*Task prompt*
Your answer is one number: the count of lines below that hold the word "password".

········

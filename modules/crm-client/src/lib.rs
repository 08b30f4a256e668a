pub mod error;
pub mod types;

pub use error::{CrmError, Result};
pub use types::{LoginOptions, QueryPage, SaveError, SaveResult, TokenResponse};

use std::future::Future;
use std::time::Duration;

use serde::de::DeserializeOwned;
use serde::Serialize;
use serde_json::{json, Value};
use types::{CollectionRequest, OAuthError};

/// Maximum records the sObject Collections API accepts per request.
pub const MAX_COLLECTION_SIZE: usize = 200;

/// Authenticated Salesforce REST client. Construct with [`CrmClient::login`].
pub struct CrmClient {
    client: reqwest::Client,
    instance_url: String,
    api_version: String,
    access_token: String,
    token: TokenResponse,
}

impl CrmClient {
    /// Log in with the OAuth2 username-password flow.
    pub async fn login(options: &LoginOptions) -> Result<Self> {
        let client = reqwest::Client::builder()
            .timeout(Duration::from_secs(60))
            .build()?;

        let url = format!(
            "{}/services/oauth2/token",
            options.login_url.trim_end_matches('/')
        );
        let form = [
            ("grant_type", "password"),
            ("client_id", options.client_id.as_str()),
            ("client_secret", options.client_secret.as_str()),
            ("username", options.username.as_str()),
            ("password", options.password.as_str()),
        ];

        let resp = client.post(&url).form(&form).send().await?;

        let status = resp.status();
        if !status.is_success() {
            let body = resp.text().await.unwrap_or_default();
            let message = match serde_json::from_str::<OAuthError>(&body) {
                Ok(err) => err.error_description.unwrap_or(err.error),
                Err(_) => body,
            };
            return Err(CrmError::Auth {
                status: status.as_u16(),
                message,
            });
        }

        let token: TokenResponse = resp.json().await?;
        tracing::info!(instance_url = %token.instance_url, "Logged in to CRM");

        Ok(Self {
            client,
            instance_url: token.instance_url.trim_end_matches('/').to_string(),
            api_version: options.api_version.trim_start_matches('v').to_string(),
            access_token: token.access_token.clone(),
            token,
        })
    }

    pub fn instance_url(&self) -> &str {
        &self.instance_url
    }

    /// The token response from login (identity URL, issue time).
    pub fn token(&self) -> &TokenResponse {
        &self.token
    }

    fn data_url(&self, path: &str) -> String {
        format!(
            "{}/services/data/v{}/{}",
            self.instance_url,
            self.api_version,
            path.trim_start_matches('/')
        )
    }

    /// Run a SOQL query and return only its first page.
    pub async fn query_page<T: DeserializeOwned>(&self, soql: &str) -> Result<QueryPage<T>> {
        let url = self.data_url("query");
        let resp = self
            .client
            .get(&url)
            .bearer_auth(&self.access_token)
            .query(&[("q", soql)])
            .send()
            .await?;

        Self::read_json(resp).await
    }

    /// Fetch the page behind a `nextRecordsUrl` cursor.
    pub async fn query_more<T: DeserializeOwned>(
        &self,
        next_records_url: &str,
    ) -> Result<QueryPage<T>> {
        let url = format!("{}{}", self.instance_url, next_records_url);
        let resp = self
            .client
            .get(&url)
            .bearer_auth(&self.access_token)
            .send()
            .await?;

        Self::read_json(resp).await
    }

    /// Run a SOQL query, following `nextRecordsUrl` until the result is `done`.
    pub async fn query<T: DeserializeOwned>(&self, soql: &str) -> Result<Vec<T>> {
        tracing::info!(query = soql, "Running SOQL query");

        let first: QueryPage<T> = self.query_page(soql).await?;
        tracing::info!(total = first.total_size, done = first.done, "Query returned");

        collect_pages(first, |next| async move { self.query_more(&next).await }).await
    }

    /// Update records of one sObject type. Each record must serialize to a
    /// JSON object carrying its `Id`. Requests are split into chunks of
    /// [`MAX_COLLECTION_SIZE`]; per-record failures are reported in the
    /// returned results, not as an error.
    ///
    /// `Err` only when the first chunk fails. A later chunk failing after
    /// earlier ones were committed marks every record not yet sent as failed.
    pub async fn update_records<T: Serialize>(
        &self,
        sobject: &str,
        records: &[T],
    ) -> Result<Vec<SaveResult>> {
        let payload = collection_records(sobject, records)?;
        let url = self.data_url("composite/sobjects");
        let url = url.as_str();

        update_in_chunks(payload, MAX_COLLECTION_SIZE, |chunk| async move {
            let body = CollectionRequest {
                all_or_none: false,
                records: &chunk,
            };
            let resp = self
                .client
                .patch(url)
                .bearer_auth(&self.access_token)
                .json(&body)
                .send()
                .await?;

            let results: Vec<SaveResult> = Self::read_json(resp).await?;
            tracing::debug!(sobject, count = results.len(), "Collection update chunk done");
            Ok::<_, CrmError>(results)
        })
        .await
    }

    async fn read_json<T: DeserializeOwned>(resp: reqwest::Response) -> Result<T> {
        let status = resp.status();
        if !status.is_success() {
            let body = resp.text().await.unwrap_or_default();
            return Err(CrmError::Api {
                status: status.as_u16(),
                message: body,
            });
        }

        let body = resp.text().await?;
        Ok(serde_json::from_str(&body)?)
    }
}

/// Serialize records and tag each with the `attributes.type` the
/// collections API requires.
fn collection_records<T: Serialize>(sobject: &str, records: &[T]) -> Result<Vec<Value>> {
    records
        .iter()
        .map(|record| -> Result<Value> {
            let mut value = serde_json::to_value(record)?;
            let object = value
                .as_object_mut()
                .ok_or_else(|| CrmError::InvalidRecord(sobject.to_string()))?;
            object.insert("attributes".to_string(), json!({ "type": sobject }));
            Ok(value)
        })
        .collect()
}

/// Drain a paginated query starting from `first`. `next` fetches the page
/// behind a `nextRecordsUrl`. Any page error fails the whole query.
async fn collect_pages<T, F, Fut>(first: QueryPage<T>, mut next: F) -> Result<Vec<T>>
where
    F: FnMut(String) -> Fut,
    Fut: Future<Output = Result<QueryPage<T>>>,
{
    let mut page = first;
    let mut records = Vec::with_capacity(page.total_size as usize);
    loop {
        records.append(&mut page.records);
        if page.done {
            break;
        }
        let Some(url) = page.next_records_url.take() else {
            tracing::warn!("Query not done but no nextRecordsUrl given, stopping");
            break;
        };
        tracing::info!(next_records_url = %url, fetched = records.len(), "Fetching next page");
        page = next(url).await?;
    }

    Ok(records)
}

/// Send `payload` in chunks of `chunk_size` through `send`, concatenating
/// the per-record results in order.
async fn update_in_chunks<F, Fut>(
    payload: Vec<Value>,
    chunk_size: usize,
    mut send: F,
) -> Result<Vec<SaveResult>>
where
    F: FnMut(Vec<Value>) -> Fut,
    Fut: Future<Output = Result<Vec<SaveResult>>>,
{
    let mut results = Vec::with_capacity(payload.len());
    let chunks: Vec<&[Value]> = payload.chunks(chunk_size.max(1)).collect();

    for (i, chunk) in chunks.iter().enumerate() {
        match send(chunk.to_vec()).await {
            Ok(mut chunk_results) => results.append(&mut chunk_results),
            Err(e) if i == 0 => return Err(e),
            Err(e) => {
                tracing::warn!(
                    committed = results.len(),
                    error = %e,
                    "Collection update chunk failed after earlier chunks were committed"
                );
                let message = e.to_string();
                for unsent in &chunks[i..] {
                    results.extend(unsent.iter().map(|record| unsent_result(record, &message)));
                }
                break;
            }
        }
    }

    Ok(results)
}

fn unsent_result(record: &Value, message: &str) -> SaveResult {
    SaveResult {
        id: record.get("Id").and_then(Value::as_str).map(String::from),
        success: false,
        errors: vec![SaveError {
            status_code: "CHUNK_NOT_COMMITTED".to_string(),
            message: message.to_string(),
            fields: vec![],
        }],
    }
}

········

*Task answer*
3